Red Winter
Marc Cameron
Little Brown Book/ Penguin Random House
Review: Karen Watkins
It’s 1985 and the Cold War is burning hot. East Germany is under the control of Russia.
In West Berlin, Ruby Keller, who only recently began working as an entry level employee for the State Department, is mugged in a failed robbery attempt.
The would-be robber collapses and dies right in front of her but no one sees how it happened.
When it turns out that he was murdered, and an unidentified woman finds and returns her purse with a computer disc in it that was not there before, she informs the CIA and is immediately interrogated.
Meanwhile, Nighthawk, a top secret aircraft fitted with new technology to avoid radar detection, crashes in the desert in Nevada. The Soviets have a man on the ground who will go to any lengths to salvage a piece of the wreckage. The FBI secures the site.
In East Berlin, a mysterious person contacts the CIA with espionage plans in return for asylum.

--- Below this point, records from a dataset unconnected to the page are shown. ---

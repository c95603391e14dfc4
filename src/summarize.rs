//! AI summarization collaborator.
//!
//! The pipeline hands the day's normalized emails to a [`Summarizer`]
//! and expects a rendered HTML report back. Any failure is a signal to
//! fall back to the deterministic classifier report, never a reason to
//! abort the run.

use async_trait::async_trait;
use secrecy::{ExposeSecret, SecretString};
use serde::{Deserialize, Serialize};
use tracing::info;

use crate::config::DigestConfig;
use crate::error::SummarizerError;
use crate::types::NormalizedEmail;

/// How much of each body goes into the prompt.
const PROMPT_BODY_CHARS: usize = 2000;

const GEMINI_ENDPOINT: &str = "https://generativelanguage.googleapis.com/v1beta/models";

#[async_trait]
pub trait Summarizer: Send + Sync {
    /// Turn the day's emails into a rendered HTML report.
    async fn summarize(&self, emails: &[NormalizedEmail]) -> Result<String, SummarizerError>;
}

/// Summarizer backed by Gemini's `generateContent` REST endpoint.
pub struct GeminiSummarizer {
    client: reqwest::Client,
    api_key: SecretString,
    model: String,
}

impl GeminiSummarizer {
    pub fn new(api_key: SecretString, model: impl Into<String>) -> Self {
        Self {
            client: reqwest::Client::new(),
            api_key,
            model: model.into(),
        }
    }

    pub fn from_config(config: &DigestConfig) -> Self {
        Self::new(config.gemini_api_key.clone(), config.gemini_model.clone())
    }
}

#[async_trait]
impl Summarizer for GeminiSummarizer {
    async fn summarize(&self, emails: &[NormalizedEmail]) -> Result<String, SummarizerError> {
        info!(count = emails.len(), model = %self.model, "requesting AI summary");

        let request = GenerateRequest {
            contents: vec![Content {
                parts: vec![Part {
                    text: build_prompt(emails),
                }],
            }],
        };

        let url = format!("{GEMINI_ENDPOINT}/{}:generateContent", self.model);
        let response = self
            .client
            .post(&url)
            .header("x-goog-api-key", self.api_key.expose_secret())
            .json(&request)
            .send()
            .await?;

        let status = response.status();
        if !status.is_success() {
            let body = response.text().await.unwrap_or_default();
            return Err(SummarizerError::RequestFailed {
                provider: "gemini".to_string(),
                reason: format!("HTTP {status}: {}", body.chars().take(200).collect::<String>()),
            });
        }

        let parsed: GenerateResponse = response.json().await?;
        first_candidate_text(parsed).ok_or(SummarizerError::EmptyResponse {
            provider: "gemini".to_string(),
        })
    }
}

/// Assemble the summarization prompt: instructions plus one block per
/// email, bodies truncated to a bounded length.
fn build_prompt(emails: &[NormalizedEmail]) -> String {
    let mut blocks = String::new();
    for (i, email) in emails.iter().enumerate() {
        let body: String = email.body.chars().take(PROMPT_BODY_CHARS).collect();
        let body = if body.is_empty() {
            "(no body content)".to_string()
        } else {
            body
        };
        blocks.push_str(&format!(
            "\n========== Email {n} ==========\n\
             Subject: {subject}\n\
             From: {from}\n\
             Received: {time}\n\
             Body:\n{body}\n\
             ===============================\n",
            n = i + 1,
            subject = email.subject,
            from = email.from,
            time = email.local_time_display(),
            body = body,
        ));
    }

    format!(
        "You are a professional email triage assistant. Analyze the {count} \
         emails received today and produce a practical digest report.\n\
         \n\
         Today's emails:\n{blocks}\n\
         Produce an HTML report with these sections:\n\
         1. Overview: total count and the main categories seen today.\n\
         2. Priority tiers: high (bills, security and system notices, work), \
         medium (worth a look, not urgent), low (marketing and promotions). \
         List each email under its tier with subject, sender and a 30-50 word \
         summary of its content.\n\
         3. Action items: payments due, messages needing a reply, links or \
         attachments to review.\n\
         \n\
         Use clean modern CSS, keep it concise, and base every summary on the \
         body content rather than the subject alone. Output the HTML only, \
         with no explanatory text around it.",
        count = emails.len(),
        blocks = blocks,
    )
}

fn first_candidate_text(response: GenerateResponse) -> Option<String> {
    response
        .candidates
        .into_iter()
        .flatten()
        .find_map(|candidate| {
            candidate
                .content?
                .parts
                .into_iter()
                .map(|part| part.text)
                .find(|text| !text.trim().is_empty())
        })
}

#[derive(Debug, Serialize)]
struct GenerateRequest {
    contents: Vec<Content>,
}

#[derive(Debug, Serialize, Deserialize)]
struct Content {
    #[serde(default)]
    parts: Vec<Part>,
}

#[derive(Debug, Serialize, Deserialize)]
struct Part {
    text: String,
}

#[derive(Debug, Deserialize)]
struct GenerateResponse {
    candidates: Option<Vec<Candidate>>,
}

#[derive(Debug, Deserialize)]
struct Candidate {
    content: Option<Content>,
}
//! Outbound report delivery over SMTP.

use lettre::message::header::ContentType;
use lettre::transport::smtp::authentication::Credentials;
use lettre::{Message, SmtpTransport, Transport};
use secrecy::{ExposeSecret, SecretString};
use tracing::info;

use crate::config::DigestConfig;
use crate::error::DeliveryError;

/// Sends the finished HTML report to the configured recipient over
/// implicit-TLS SMTP.
pub struct ReportSender {
    smtp_host: String,
    smtp_port: u16,
    account: String,
    auth_code: SecretString,
    recipient: String,
}

impl ReportSender {
    pub fn from_config(config: &DigestConfig) -> Self {
        Self {
            smtp_host: config.smtp_host.clone(),
            smtp_port: config.smtp_port,
            account: config.account.clone(),
            auth_code: config.auth_code.clone(),
            recipient: config.recipient.clone(),
        }
    }

    /// Deliver one HTML report. Blocking; run inside `spawn_blocking`
    /// from async code.
    pub fn send(&self, subject: &str, html_body: &str) -> Result<(), DeliveryError> {
        let message = Message::builder()
            .from(parse_mailbox(&self.account)?)
            .to(parse_mailbox(&self.recipient)?)
            .subject(subject)
            .header(ContentType::TEXT_HTML)
            .body(html_body.to_string())
            .map_err(|e| DeliveryError::BuildFailed(e.to_string()))?;

        let creds = Credentials::new(
            self.account.clone(),
            self.auth_code.expose_secret().to_string(),
        );
        let transport = SmtpTransport::relay(&self.smtp_host)
            .map_err(|e| DeliveryError::Transport(e.to_string()))?
            .port(self.smtp_port)
            .credentials(creds)
            .build();

        transport
            .send(&message)
            .map_err(|e| DeliveryError::SendFailed(e.to_string()))?;

        info!(to = %self.recipient, "report delivered");
        Ok(())
    }
}

fn parse_mailbox(addr: &str) -> Result<lettre::message::Mailbox, DeliveryError> {
    addr.parse().map_err(|e| DeliveryError::InvalidAddress {
        address: addr.to_string(),
        reason: format!("{e}"),
    })
}
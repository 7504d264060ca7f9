//! Encoding and rendering of QR codes.
//!
//! An [Encoder] turns some [Content](qrtile_core::Content) into a [QrCode], which can then be
//! rendered as text for a terminal or as an image, optionally with decorative blocks in place of
//! dark modules.

mod code;
mod encode;
mod raster;
mod render;
mod symbol;

pub use code::{QrCode, DEFAULT_BACKGROUND, DEFAULT_FOREGROUND};
pub use encode::{Encoder, EncodingError};
pub use raster::{rasterize, ColorBlock, Decorated, Sampler};
pub use render::{Block, PatternBlock, SolidBlock};
pub use symbol::{QrcodeSymbolEncoder, SymbolEncoder, SymbolError, SymbolOptions, DEFAULT_MARGIN};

If you have the time to read this book at a couple of sittings you will thoroughly enjoy it.
If you, like me, have limited time, you will need to concentrate as the cast of characters is numerous, all 33 of them, including a small part for Jack Ryan, CIA liaison to M16 in London, who is called in to locate and determine if the defector is legitimate before the East Germans do.
This story takes place in Jack’s past when he was a young, up-and-coming CIA analyst.
The character index at the beginning of the book, a staple with any Jack Ryan thriller, was key, and I often referenced it due to the interpersonal relationships that are possibly an attempt to develop backstories of the key characters. If so it didn’t work. Neither did the ending of how they take care of the bad guys.
Another challenge is the numerous technical terms for firearms, aircraft and more, plus acronyms aplenty peppered throughout the text.
American novelist Marc Cameron is best known for the Jericho Quinn series of action adventure novels.
He is also the author of six Tom Clancy/Jack Ryan novels of writers who took over for Tom Clancy when he died in 2013.
This book failed to capture my attention and it felt like a chore to finish.
No one can plot like Tom Clancy and in my opinion this book was a big mistake.